# Task requirements:
Every line of the records below that holds the word "TokenClaimedEvent" belongs in the answer.

# Record set:

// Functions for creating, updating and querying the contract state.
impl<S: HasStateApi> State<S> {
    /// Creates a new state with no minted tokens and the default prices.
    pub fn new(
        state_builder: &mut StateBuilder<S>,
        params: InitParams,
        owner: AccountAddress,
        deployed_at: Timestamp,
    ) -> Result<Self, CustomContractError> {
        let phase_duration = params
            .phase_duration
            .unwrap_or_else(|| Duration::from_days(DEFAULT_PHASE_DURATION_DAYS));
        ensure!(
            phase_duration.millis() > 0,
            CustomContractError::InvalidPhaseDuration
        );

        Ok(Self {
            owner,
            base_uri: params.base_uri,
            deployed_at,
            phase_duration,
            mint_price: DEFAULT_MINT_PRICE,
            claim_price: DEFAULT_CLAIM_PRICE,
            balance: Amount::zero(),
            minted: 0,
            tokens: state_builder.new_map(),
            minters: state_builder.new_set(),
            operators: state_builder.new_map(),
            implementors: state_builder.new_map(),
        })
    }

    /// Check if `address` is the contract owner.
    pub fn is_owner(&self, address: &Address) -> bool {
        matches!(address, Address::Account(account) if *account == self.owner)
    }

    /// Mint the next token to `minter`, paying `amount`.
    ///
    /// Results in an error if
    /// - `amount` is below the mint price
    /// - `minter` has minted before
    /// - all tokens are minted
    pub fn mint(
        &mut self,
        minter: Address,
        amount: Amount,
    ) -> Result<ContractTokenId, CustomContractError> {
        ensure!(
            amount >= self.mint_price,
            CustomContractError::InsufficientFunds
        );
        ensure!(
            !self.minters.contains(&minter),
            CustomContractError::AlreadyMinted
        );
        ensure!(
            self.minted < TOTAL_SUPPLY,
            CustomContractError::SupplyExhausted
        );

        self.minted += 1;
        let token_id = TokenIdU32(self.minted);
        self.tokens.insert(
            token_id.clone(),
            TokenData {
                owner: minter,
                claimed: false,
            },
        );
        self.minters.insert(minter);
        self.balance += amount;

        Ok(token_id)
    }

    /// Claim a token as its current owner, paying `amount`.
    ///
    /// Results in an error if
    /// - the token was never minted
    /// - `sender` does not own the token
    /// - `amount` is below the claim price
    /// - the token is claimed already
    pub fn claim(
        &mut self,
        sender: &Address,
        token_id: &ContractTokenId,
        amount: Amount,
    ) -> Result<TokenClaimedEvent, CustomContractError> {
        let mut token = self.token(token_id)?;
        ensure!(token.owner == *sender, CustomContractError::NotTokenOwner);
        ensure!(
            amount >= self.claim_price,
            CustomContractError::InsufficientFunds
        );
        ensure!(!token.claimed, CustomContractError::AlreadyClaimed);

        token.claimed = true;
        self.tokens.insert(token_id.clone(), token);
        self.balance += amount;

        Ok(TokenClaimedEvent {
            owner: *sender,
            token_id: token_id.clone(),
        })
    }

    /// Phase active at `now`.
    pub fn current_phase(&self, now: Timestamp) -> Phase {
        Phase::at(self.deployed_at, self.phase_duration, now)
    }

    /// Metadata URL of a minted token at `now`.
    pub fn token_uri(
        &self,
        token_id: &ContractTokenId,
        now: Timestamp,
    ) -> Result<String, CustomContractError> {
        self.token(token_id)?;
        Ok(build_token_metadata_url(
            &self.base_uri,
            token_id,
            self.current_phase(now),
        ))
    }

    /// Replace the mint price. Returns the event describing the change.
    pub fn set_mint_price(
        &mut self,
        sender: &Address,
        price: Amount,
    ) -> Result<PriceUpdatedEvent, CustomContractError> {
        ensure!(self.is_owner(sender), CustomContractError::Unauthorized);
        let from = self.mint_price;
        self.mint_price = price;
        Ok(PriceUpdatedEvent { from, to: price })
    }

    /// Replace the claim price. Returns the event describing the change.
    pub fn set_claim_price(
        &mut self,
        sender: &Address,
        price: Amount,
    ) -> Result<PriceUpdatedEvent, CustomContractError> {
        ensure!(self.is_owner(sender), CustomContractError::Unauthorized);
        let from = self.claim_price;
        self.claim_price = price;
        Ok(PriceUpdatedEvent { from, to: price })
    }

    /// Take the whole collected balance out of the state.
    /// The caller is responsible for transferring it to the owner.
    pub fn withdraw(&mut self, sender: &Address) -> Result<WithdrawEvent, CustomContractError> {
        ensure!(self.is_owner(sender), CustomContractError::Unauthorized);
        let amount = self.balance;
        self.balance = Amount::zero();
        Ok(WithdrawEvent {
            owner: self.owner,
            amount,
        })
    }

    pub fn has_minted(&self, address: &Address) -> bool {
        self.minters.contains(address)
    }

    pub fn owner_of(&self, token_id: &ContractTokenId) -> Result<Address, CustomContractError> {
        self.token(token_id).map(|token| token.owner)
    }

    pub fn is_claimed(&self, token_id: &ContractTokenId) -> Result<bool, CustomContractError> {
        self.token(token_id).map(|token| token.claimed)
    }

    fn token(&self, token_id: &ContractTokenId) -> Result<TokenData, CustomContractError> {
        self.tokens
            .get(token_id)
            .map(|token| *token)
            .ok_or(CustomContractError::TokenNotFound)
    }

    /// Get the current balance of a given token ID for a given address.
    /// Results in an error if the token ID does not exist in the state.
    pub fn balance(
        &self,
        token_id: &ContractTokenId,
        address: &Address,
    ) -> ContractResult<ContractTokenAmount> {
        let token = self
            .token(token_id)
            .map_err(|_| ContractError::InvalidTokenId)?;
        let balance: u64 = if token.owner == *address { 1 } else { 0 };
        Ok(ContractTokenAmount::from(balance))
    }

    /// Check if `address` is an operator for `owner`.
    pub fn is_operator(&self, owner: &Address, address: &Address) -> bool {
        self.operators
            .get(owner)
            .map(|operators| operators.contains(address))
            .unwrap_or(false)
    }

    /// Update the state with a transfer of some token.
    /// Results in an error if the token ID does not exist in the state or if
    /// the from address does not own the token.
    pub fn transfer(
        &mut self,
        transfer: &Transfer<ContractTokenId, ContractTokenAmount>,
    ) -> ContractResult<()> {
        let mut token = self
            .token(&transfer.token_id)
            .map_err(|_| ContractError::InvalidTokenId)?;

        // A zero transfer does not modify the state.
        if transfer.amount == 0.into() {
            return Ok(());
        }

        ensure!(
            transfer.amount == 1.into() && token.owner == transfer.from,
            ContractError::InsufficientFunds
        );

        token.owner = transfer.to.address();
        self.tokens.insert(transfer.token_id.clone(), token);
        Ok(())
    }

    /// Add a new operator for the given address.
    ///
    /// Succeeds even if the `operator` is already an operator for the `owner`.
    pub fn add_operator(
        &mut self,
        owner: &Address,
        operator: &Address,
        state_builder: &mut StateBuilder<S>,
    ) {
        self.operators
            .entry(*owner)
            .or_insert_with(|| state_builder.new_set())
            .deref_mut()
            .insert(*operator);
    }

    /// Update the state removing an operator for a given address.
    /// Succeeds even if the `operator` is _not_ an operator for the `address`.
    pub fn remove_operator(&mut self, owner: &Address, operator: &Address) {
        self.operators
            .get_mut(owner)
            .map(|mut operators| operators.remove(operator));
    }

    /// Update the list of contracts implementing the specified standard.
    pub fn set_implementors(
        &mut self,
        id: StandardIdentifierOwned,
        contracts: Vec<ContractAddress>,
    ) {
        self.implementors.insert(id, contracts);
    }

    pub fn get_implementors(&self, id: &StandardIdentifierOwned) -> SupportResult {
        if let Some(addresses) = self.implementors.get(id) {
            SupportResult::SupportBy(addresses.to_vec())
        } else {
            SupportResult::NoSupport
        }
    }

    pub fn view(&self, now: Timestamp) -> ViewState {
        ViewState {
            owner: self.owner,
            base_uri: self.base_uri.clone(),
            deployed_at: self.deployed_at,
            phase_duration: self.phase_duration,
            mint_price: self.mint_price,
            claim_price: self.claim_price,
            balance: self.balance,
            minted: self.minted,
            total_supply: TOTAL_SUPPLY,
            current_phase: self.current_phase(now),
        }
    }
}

--

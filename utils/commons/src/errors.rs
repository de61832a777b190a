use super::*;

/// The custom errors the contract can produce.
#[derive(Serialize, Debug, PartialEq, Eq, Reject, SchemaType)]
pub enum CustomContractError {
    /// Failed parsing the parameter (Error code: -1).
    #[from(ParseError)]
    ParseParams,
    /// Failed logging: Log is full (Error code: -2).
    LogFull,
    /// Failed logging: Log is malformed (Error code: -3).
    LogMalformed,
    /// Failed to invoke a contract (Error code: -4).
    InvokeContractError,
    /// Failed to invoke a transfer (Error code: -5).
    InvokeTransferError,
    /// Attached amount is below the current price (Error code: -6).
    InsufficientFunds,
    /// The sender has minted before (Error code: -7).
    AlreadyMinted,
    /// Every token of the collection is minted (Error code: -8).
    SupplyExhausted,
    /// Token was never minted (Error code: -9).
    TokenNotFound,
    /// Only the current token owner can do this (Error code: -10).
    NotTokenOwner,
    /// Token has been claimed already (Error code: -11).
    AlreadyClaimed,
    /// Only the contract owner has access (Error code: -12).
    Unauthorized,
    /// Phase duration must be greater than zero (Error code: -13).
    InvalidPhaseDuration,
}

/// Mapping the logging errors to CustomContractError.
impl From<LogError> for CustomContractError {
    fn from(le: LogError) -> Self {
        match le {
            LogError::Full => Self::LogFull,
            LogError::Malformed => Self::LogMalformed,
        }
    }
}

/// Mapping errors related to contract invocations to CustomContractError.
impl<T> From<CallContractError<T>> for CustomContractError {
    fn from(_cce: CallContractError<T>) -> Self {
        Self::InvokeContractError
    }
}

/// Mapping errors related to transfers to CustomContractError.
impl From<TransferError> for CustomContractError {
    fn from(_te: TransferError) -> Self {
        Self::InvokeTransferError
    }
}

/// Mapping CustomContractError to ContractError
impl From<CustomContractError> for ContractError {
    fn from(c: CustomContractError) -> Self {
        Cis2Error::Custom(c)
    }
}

# Written answer:
    ) -> Result<TokenClaimedEvent, CustomContractError> {
        Ok(TokenClaimedEvent {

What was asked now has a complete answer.